#### Problem statement:
Each entry is to be output precisely as it appears.

#### Data:

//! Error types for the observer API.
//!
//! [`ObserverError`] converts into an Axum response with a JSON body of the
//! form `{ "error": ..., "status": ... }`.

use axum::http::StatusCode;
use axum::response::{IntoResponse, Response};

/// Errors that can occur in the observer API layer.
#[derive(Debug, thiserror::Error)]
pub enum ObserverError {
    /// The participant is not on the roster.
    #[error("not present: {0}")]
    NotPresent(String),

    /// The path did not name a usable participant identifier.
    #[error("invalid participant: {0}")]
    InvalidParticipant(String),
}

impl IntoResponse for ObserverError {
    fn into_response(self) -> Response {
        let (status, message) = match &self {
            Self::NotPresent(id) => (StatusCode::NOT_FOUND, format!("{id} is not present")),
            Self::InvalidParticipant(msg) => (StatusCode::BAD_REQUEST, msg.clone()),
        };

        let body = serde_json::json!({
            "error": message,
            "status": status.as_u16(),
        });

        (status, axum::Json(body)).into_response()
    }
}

#### Response:
//! Error types for the observer API.
//!
//! [`ObserverError`] converts into an Axum response with a JSON body of the
//! form `{ "error": ..., "status": ... }`.

use axum::http::StatusCode;
use axum::response::{IntoResponse, Response};

/// Errors that can occur in the observer API layer.
#[derive(Debug, thiserror::Error)]
pub enum ObserverError {
    /// The participant is not on the roster.
    #[error("not present: {0}")]
    NotPresent(String),

    /// The path did not name a usable participant identifier.
    #[error("invalid participant: {0}")]
    InvalidParticipant(String),
}

impl IntoResponse for ObserverError {
    fn into_response(self) -> Response {
        let (status, message) = match &self {
            Self::NotPresent(id) => (StatusCode::NOT_FOUND, format!("{id} is not present")),
            Self::InvalidParticipant(msg) => (StatusCode::BAD_REQUEST, msg.clone()),
        };

        let body = serde_json::json!({
            "error": message,
            "status": status.as_u16(),
        });

        (status, axum::Json(body)).into_response()
    }
}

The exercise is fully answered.